Authors: Maya Varma*, Ashwin Kumar*, Rogier van der Sluijs*, Sophie Ostmeier, Louis Blankemeier, Pierre Chambon, Christian Bluethgen, Jip Prince, Curtis Langlotz, Akshay Chaudhari
Bio: Ashwin Kumar is a third-year PhD student in Biomedical Physics, advised by Akshay Chaudhari and Greg Zaharchuk. He focuses on developing deep learning methodologies to advance medical image acquisition and analysis. He is supported by the Stanford Knight-Hennessy fellowship.
Title: Constrained Diffusion with Trust Sampling
Abstract: Diffusion models have demonstrated significant promise in various generative tasks; however, they often struggle to satisfy challenging constraints. Our approach addresses this limitation by rethinking training-free loss-guided diffusion from an optimization perspective. We formulate a series of constrained optimizations throughout the inference process of a diffusion model. In each optimization, we allow the sample to take multiple steps along the gradient of the proxy constraint function until we can no longer trust the proxy, according to the variance at each diffusion level. Additionally, we estimate the state manifold of diffusion model to allow for early termination when the sample starts to wander away from the state manifold at each diffusion step. Trust sampling effectively balances between following the unconditional diffusion model and adhering to the loss guidance, enabling more flexible and accurate constrained generation. We demonstrate the efficacy of our method through extensive experiments on complex tasks, and in dras- tically different domains of images and 3D motion generation, showing significant improvements over existing methods in terms of generation quality.
Authors: William Huang, Yifeng Jiang, Tom Van Wouwe, Karen Liu
Bio: William is a MS/BS Computer Science student at Stanford. A former IPhO gold medalist turned NeurIPS first author, he has researched a broad range of ML, including multimodal transformers, RL, and generative diffusion models. He was previously a Quantitative Researcher at Citadel Securities and an ML Researcher under Prof. Liu (Stanford), Prof. Ng (Stanford), and Prof. Rajpurkar (Harvard Med).

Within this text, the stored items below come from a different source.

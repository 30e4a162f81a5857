//! Rejection raised by the gatekeeper and its HTTP rendering

use actix_web::http::header::{self, HeaderValue};
use actix_web::http::StatusCode;
use actix_web::{HttpResponse, ResponseError};
use error_types::{AuthErrorKind, HttpErrorResponse};
use thiserror::Error;
use token_codec::VerifyError;

/// Terminal refusal of a request; never downgraded to an admit
#[derive(Debug, Clone, Copy, PartialEq, Eq, Error)]
pub enum Rejection {
    #[error("no bearer token presented")]
    NoToken,

    #[error("malformed Authorization header: {0}")]
    MalformedHeader(&'static str),

    #[error(transparent)]
    Verify(#[from] VerifyError),
}

impl Rejection {
    pub fn kind(&self) -> AuthErrorKind {
        match self {
            Rejection::NoToken => AuthErrorKind::NoToken,
            Rejection::MalformedHeader(_) => AuthErrorKind::MalformedToken,
            Rejection::Verify(err) => match err {
                VerifyError::MalformedToken(_) => AuthErrorKind::MalformedToken,
                VerifyError::UnsupportedAlgorithm => AuthErrorKind::UnsupportedAlgorithm,
                VerifyError::SignatureInvalid => AuthErrorKind::SignatureInvalid,
                VerifyError::Expired => AuthErrorKind::Expired,
                VerifyError::NotYetValid => AuthErrorKind::NotYetValid,
            },
        }
    }
}

impl ResponseError for Rejection {
    fn status_code(&self) -> StatusCode {
        match self.kind() {
            AuthErrorKind::NoToken => StatusCode::UNAUTHORIZED,
            _ => StatusCode::FORBIDDEN,
        }
    }

    fn error_response(&self) -> HttpResponse {
        let mut response = HttpResponse::build(self.status_code());

        if self.kind() == AuthErrorKind::NoToken {
            response.insert_header((header::WWW_AUTHENTICATE, HeaderValue::from_static("Bearer")));
        }

        response.json(HttpErrorResponse::from(self.kind()))
    }
}
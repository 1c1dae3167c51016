//! Planar geometry for the simulation domain.
//!
//! The simulation runs on a 2-D ground plane.  `Vec2 { x, y }` is the
//! working type everywhere; `Vec3` exists only for the host-facing query API,
//! which reports positions in 3-D with the ground plane mapped onto `xz`.

use std::ops::{Add, AddAssign, Mul, Neg, Sub};

/// A 2-D vector on the ground plane, single precision.
#[derive(Copy, Clone, Debug, PartialEq, Default)]
#[cfg_attr(feature = "serde", derive(serde::Serialize, serde::Deserialize))]
pub struct Vec2 {
    pub x: f32,
    pub y: f32,
}

impl Vec2 {
    pub const ZERO: Vec2 = Vec2 { x: 0.0, y: 0.0 };

    #[inline]
    pub const fn new(x: f32, y: f32) -> Self {
        Self { x, y }
    }

    #[inline]
    pub fn dot(self, other: Vec2) -> f32 {
        self.x * other.x + self.y * other.y
    }

    #[inline]
    pub fn length_sq(self) -> f32 {
        self.dot(self)
    }

    #[inline]
    pub fn length(self) -> f32 {
        self.length_sq().sqrt()
    }

    #[inline]
    pub fn distance(self, other: Vec2) -> f32 {
        (self - other).length()
    }

    /// Unit vector in the same direction, or `None` for a (near-)zero vector.
    pub fn normalized(self) -> Option<Vec2> {
        let len = self.length();
        if len > f32::EPSILON {
            Some(self * (1.0 / len))
        } else {
            None
        }
    }

    /// Scale down so the length does not exceed `max_len`.
    pub fn clamp_length(self, max_len: f32) -> Vec2 {
        let len = self.length();
        if len > max_len && len > f32::EPSILON {
            self * (max_len / len)
        } else {
            self
        }
    }

    #[inline]
    pub fn is_finite(self) -> bool {
        self.x.is_finite() && self.y.is_finite()
    }

    /// Lift onto the 3-D `xz` plane (`y` becomes `z`, height is zero).
    #[inline]
    pub fn to_xz(self) -> Vec3 {
        Vec3 { x: self.x, y: 0.0, z: self.y }
    }

    #[inline]
    pub fn to_array(self) -> [f32; 2] {
        [self.x, self.y]
    }
}

impl Add for Vec2 {
    type Output = Vec2;
    #[inline]
    fn add(self, rhs: Vec2) -> Vec2 {
        Vec2::new(self.x + rhs.x, self.y + rhs.y)
    }
}

impl AddAssign for Vec2 {
    #[inline]
    fn add_assign(&mut self, rhs: Vec2) {
        self.x += rhs.x;
        self.y += rhs.y;
    }
}

impl Sub for Vec2 {
    type Output = Vec2;
    #[inline]
    fn sub(self, rhs: Vec2) -> Vec2 {
        Vec2::new(self.x - rhs.x, self.y - rhs.y)
    }
}

impl Mul<f32> for Vec2 {
    type Output = Vec2;
    #[inline]
    fn mul(self, rhs: f32) -> Vec2 {
        Vec2::new(self.x * rhs, self.y * rhs)
    }
}

impl Neg for Vec2 {
    type Output = Vec2;
    #[inline]
    fn neg(self) -> Vec2 {
        Vec2::new(-self.x, -self.y)
    }
}

impl From<[f32; 2]> for Vec2 {
    fn from(a: [f32; 2]) -> Self {
        Vec2::new(a[0], a[1])
    }
}

impl std::fmt::Display for Vec2 {
    fn fmt(&self, f: &mut std::fmt::Formatter<'_>) -> std::fmt::Result {
        write!(f, "({:.3}, {:.3})", self.x, self.y)
    }
}

/// A 3-D vector as reported to host applications.
#[derive(Copy, Clone, Debug, PartialEq, Default)]
#[cfg_attr(feature = "serde", derive(serde::Serialize, serde::Deserialize))]
pub struct Vec3 {
    pub x: f32,
    pub y: f32,
    pub z: f32,
}

impl Vec3 {
    #[inline]
    pub const fn new(x: f32, y: f32, z: f32) -> Self {
        Self { x, y, z }
    }
}
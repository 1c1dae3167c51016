//! Unit tests for cs-task.

use std::any::Any;
use std::fmt;
use std::sync::{Arc, Mutex};

use cs_agent::{AgentSpec, AgentStore, AgentStoreBuilder};
use cs_core::{StateId, Tick, Vec2};

use crate::{Task, TaskContext, TaskError, TaskResult};

// ── Helpers ───────────────────────────────────────────────────────────────────

type Journal = Arc<Mutex<Vec<String>>>;

fn make_store(n: usize) -> AgentStore {
    let mut b = AgentStoreBuilder::with_capacity(n);
    for i in 0..n {
        b.push(AgentSpec { position: Vec2::new(i as f32, 0.0), ..AgentSpec::default() });
    }
    b.build()
}

/// What a `Scripted` task does on a given call.
#[derive(Clone, Copy, PartialEq, Debug)]
enum Act {
    Succeed,
    Recover,
    Die,
}

/// Task that appends its label to a shared journal and then behaves per
/// `script` (last entry repeats).
struct Scripted {
    label:   &'static str,
    script:  Vec<Act>,
    calls:   usize,
    journal: Journal,
}

impl Scripted {
    fn new(label: &'static str, script: Vec<Act>, journal: &Journal) -> Box<Self> {
        Box::new(Self { label, script, calls: 0, journal: Arc::clone(journal) })
    }
}

impl fmt::Display for Scripted {
    fn fmt(&self, f: &mut fmt::Formatter<'_>) -> fmt::Result {
        write!(f, "Scripted({})", self.label)
    }
}

impl Task for Scripted {
    fn do_work(&mut self, _ctx: &mut TaskContext<'_>) -> TaskResult<()> {
        let act = self.script.get(self.calls).or(self.script.last()).copied().unwrap_or(Act::Succeed);
        self.calls += 1;
        self.journal.lock().unwrap().push(self.label.to_string());
        match act {
            Act::Succeed => Ok(()),
            Act::Recover => Err(TaskError::recoverable(format!("{} hiccup", self.label))),
            Act::Die => Err(TaskError::fatal(format!("{} broke", self.label))),
        }
    }

    fn is_equivalent(&self, other: &dyn Task) -> bool {
        other.as_any().downcast_ref::<Scripted>().is_some_and(|o| o.label == self.label)
    }

    fn as_any(&self) -> &dyn Any {
        self
    }
}

/// Task that nudges every agent's velocity by `dx`.
struct Nudge {
    dx: f32,
}

impl fmt::Display for Nudge {
    fn fmt(&self, f: &mut fmt::Formatter<'_>) -> fmt::Result {
        write!(f, "Nudge(dx={})", self.dx)
    }
}

impl Task for Nudge {
    fn do_work(&mut self, ctx: &mut TaskContext<'_>) -> TaskResult<()> {
        for (i, v) in ctx.agents.velocity.iter_mut().enumerate() {
            *v += Vec2::new(self.dx * (i as f32 + 1.0), 0.0);
        }
        Ok(())
    }

    fn is_equivalent(&self, other: &dyn Task) -> bool {
        other.as_any().downcast_ref::<Nudge>().is_some_and(|o| o.dx == self.dx)
    }

    fn as_any(&self) -> &dyn Any {
        self
    }
}

fn run_once(list: &mut crate::TaskList, store: &mut AgentStore) -> Result<crate::TaskReport, crate::FatalTaskError> {
    let states = vec![StateId(0); store.count];
    let mut ctx = TaskContext::new(Tick(0), 0.1, 0.1, store, &states);
    list.run_all(&mut ctx)
}

// ── Insertion / equivalence ───────────────────────────────────────────────────

#[cfg(test)]
mod insertion_tests {
    use super::*;
    use crate::TaskList;

    #[test]
    fn equivalent_task_is_discarded() {
        let mut list = TaskList::new();
        assert!(list.add(Box::new(Nudge { dx: 1.0 })));
        assert!(!list.add(Box::new(Nudge { dx: 1.0 })));
        assert_eq!(list.len(), 1);
    }

    #[test]
    fn different_parameters_are_kept() {
        let mut list = TaskList::new();
        assert!(list.add(Box::new(Nudge { dx: 1.0 })));
        assert!(list.add(Box::new(Nudge { dx: 2.0 })));
        assert_eq!(list.len(), 2);
    }

    #[test]
    fn different_kinds_are_kept() {
        let journal = Journal::default();
        let mut list = TaskList::new();
        assert!(list.add(Box::new(Nudge { dx: 1.0 })));
        assert!(list.add(Scripted::new("a", vec![Act::Succeed], &journal)));
        assert_eq!(list.descriptions(), vec!["Nudge(dx=1)", "Scripted(a)"]);
    }

    #[test]
    fn duplicate_insertion_does_not_double_work() {
        let mut once = TaskList::new();
        once.add(Box::new(Nudge { dx: 0.5 }));

        let mut twice = TaskList::new();
        twice.add(Box::new(Nudge { dx: 0.5 }));
        twice.add(Box::new(Nudge { dx: 0.5 }));

        let mut a = make_store(3);
        let mut b = make_store(3);
        run_once(&mut once, &mut a).unwrap();
        run_once(&mut twice, &mut b).unwrap();
        assert_eq!(a.velocity, b.velocity);
    }

    #[test]
    fn find_downcasts() {
        let mut list = TaskList::new();
        list.add(Box::new(Nudge { dx: 3.0 }));
        assert_eq!(list.find::<Nudge>().map(|n| n.dx), Some(3.0));
        assert!(list.find::<Scripted>().is_none());
    }
}

// ── run_all semantics ─────────────────────────────────────────────────────────

#[cfg(test)]
mod run_tests {
    use super::*;
    use crate::TaskList;

    #[test]
    fn runs_in_insertion_order() {
        let journal = Journal::default();
        let mut list = TaskList::new();
        for label in ["first", "second", "third"] {
            list.add(Scripted::new(label, vec![Act::Succeed], &journal));
        }
        let report = run_once(&mut list, &mut make_store(1)).unwrap();
        assert_eq!(report.succeeded, 3);
        assert!(report.is_clean());
        assert_eq!(*journal.lock().unwrap(), vec!["first", "second", "third"]);
    }

    #[test]
    fn recoverable_failure_is_isolated() {
        let journal = Journal::default();
        let mut list = TaskList::new();
        list.add(Scripted::new("a", vec![Act::Succeed], &journal));
        list.add(Scripted::new("b", vec![Act::Recover], &journal));
        list.add(Scripted::new("c", vec![Act::Succeed], &journal));
        list.add(Scripted::new("d", vec![Act::Succeed], &journal));

        let report = run_once(&mut list, &mut make_store(1)).unwrap();
        assert_eq!(report.succeeded, 3);
        assert_eq!(report.recovered.len(), 1);
        assert_eq!(report.executed(), 4);
        assert_eq!(report.recovered[0].index, 1);
        assert_eq!(report.recovered[0].task, "Scripted(b)");
        assert_eq!(report.recovered[0].message, "b hiccup");
        assert_eq!(*journal.lock().unwrap(), vec!["a", "b", "c", "d"]);
    }

    #[test]
    fn recoverable_task_runs_again_next_tick() {
        let journal = Journal::default();
        let mut list = TaskList::new();
        list.add(Scripted::new("flaky", vec![Act::Recover, Act::Succeed], &journal));

        let mut store = make_store(1);
        let first = run_once(&mut list, &mut store).unwrap();
        let second = run_once(&mut list, &mut store).unwrap();
        assert_eq!(first.recovered.len(), 1);
        assert!(second.is_clean());
        assert_eq!(second.succeeded, 1);
        assert_eq!(journal.lock().unwrap().len(), 2);
    }

    #[test]
    fn fatal_failure_short_circuits() {
        let journal = Journal::default();
        let mut list = TaskList::new();
        list.add(Scripted::new("a", vec![Act::Succeed], &journal));
        list.add(Scripted::new("b", vec![Act::Recover], &journal));
        list.add(Scripted::new("c", vec![Act::Die], &journal));
        list.add(Scripted::new("d", vec![Act::Succeed], &journal));

        let err = run_once(&mut list, &mut make_store(1)).unwrap_err();
        assert_eq!(err.index, 2);
        assert_eq!(err.task, "Scripted(c)");
        assert_eq!(err.message, "c broke");
        assert_eq!(err.completed, 2);
        assert_eq!(*journal.lock().unwrap(), vec!["a", "b", "c"], "d must not run");
    }

    #[test]
    fn empty_list_reports_nothing() {
        let mut list = TaskList::new();
        let report = run_once(&mut list, &mut make_store(2)).unwrap();
        assert_eq!(report.executed(), 0);
        assert!(list.is_empty());
    }

    #[test]
    fn identical_inputs_identical_results() {
        let build = || {
            let mut list = TaskList::new();
            list.add(Box::new(Nudge { dx: 0.25 }));
            list.add(Box::new(Nudge { dx: -0.1 }));
            list
        };
        let mut a = make_store(4);
        let mut b = a.clone();
        let (mut la, mut lb) = (build(), build());
        for _ in 0..3 {
            run_once(&mut la, &mut a).unwrap();
            run_once(&mut lb, &mut b).unwrap();
        }
        assert_eq!(a.velocity, b.velocity);
    }

    #[test]
    fn task_error_helpers() {
        assert!(TaskError::fatal("x").is_fatal());
        assert!(!TaskError::recoverable("x").is_fatal());
        assert_eq!(TaskError::recoverable("x").to_string(), "recoverable task error: x");
    }
}

// ── TaskCatalog ───────────────────────────────────────────────────────────────

#[cfg(test)]
mod catalog_tests {
    use serde_json::{Value, json};

    use super::*;
    use crate::{TaskBuildError, TaskCatalog, TaskFactory};

    struct NudgeFactory;

    impl TaskFactory for NudgeFactory {
        fn task_type(&self) -> &str {
            "nudge"
        }

        fn create(&self, params: &Value) -> Result<Box<dyn Task>, TaskBuildError> {
            let dx = params.get("dx").and_then(Value::as_f64).ok_or_else(|| {
                TaskBuildError::InvalidParams {
                    task_type: "nudge".into(),
                    reason:    "missing dx".into(),
                }
            })?;
            Ok(Box::new(Nudge { dx: dx as f32 }))
        }
    }

    struct OtherNudgeFactory;

    impl TaskFactory for OtherNudgeFactory {
        fn task_type(&self) -> &str {
            "nudge"
        }

        fn create(&self, _params: &Value) -> Result<Box<dyn Task>, TaskBuildError> {
            Ok(Box::new(Nudge { dx: 99.0 }))
        }
    }

    #[test]
    fn create_known_type() {
        let mut catalog = TaskCatalog::new();
        assert!(!catalog.register(Box::new(NudgeFactory)));
        let task = catalog.create("nudge", &json!({ "dx": 2.0 })).unwrap();
        assert_eq!(task.to_string(), "Nudge(dx=2)");
        assert!(catalog.contains("nudge"));
        assert_eq!(catalog.task_types(), vec!["nudge"]);
    }

    #[test]
    fn unknown_type_is_an_error() {
        let catalog = TaskCatalog::new();
        assert!(matches!(
            catalog.create("nope", &Value::Null),
            Err(TaskBuildError::UnknownType(name)) if name == "nope"
        ));
    }

    #[test]
    fn bad_params_surface() {
        let mut catalog = TaskCatalog::new();
        catalog.register(Box::new(NudgeFactory));
        assert!(matches!(
            catalog.create("nudge", &Value::Null),
            Err(TaskBuildError::InvalidParams { .. })
        ));
    }

    #[test]
    fn merge_adds_and_replaces_factories() {
        let mut catalog = TaskCatalog::new();
        catalog.register(Box::new(NudgeFactory));
        let mut staged = TaskCatalog::new();
        staged.register(Box::new(OtherNudgeFactory));
        catalog.merge(staged);
        assert_eq!(catalog.len(), 1);
        let task = catalog.create("nudge", &Value::Null).unwrap();
        assert_eq!(task.to_string(), "Nudge(dx=99)");
    }

    #[test]
    fn later_registration_wins() {
        let mut catalog = TaskCatalog::new();
        catalog.register(Box::new(NudgeFactory));
        assert!(catalog.register(Box::new(OtherNudgeFactory)));
        assert_eq!(catalog.len(), 1);
        let task = catalog.create("nudge", &Value::Null).unwrap();
        assert_eq!(task.to_string(), "Nudge(dx=99)");
    }
}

Title: Tunable Free Space Compression
Abstract: With the goal of miniaturization, there has been significant interest in the use of flat optics to shrink free space. Due to the momentum-dependent transfer function of free space, local optics are ruled out. In our work, we show that not only can free space be replaced with non-local flat optics in the momentum domain, but that it can be done in a tunable manner. We describe the
operating principle and through the use of twisted bilayer photonic crystal systems and Moire periodicity, provide a specific setup that accomplishes this function. The operating function of this device is one that is key in the miniaturization of many present-day technologies.
Authors: Matthew Beutel, Shanhui Fan
Bio: Matthew Beutel is a second-year Applied Physics PhD student. He is advised by Shanhui Fan and is working on photonic crystal device design.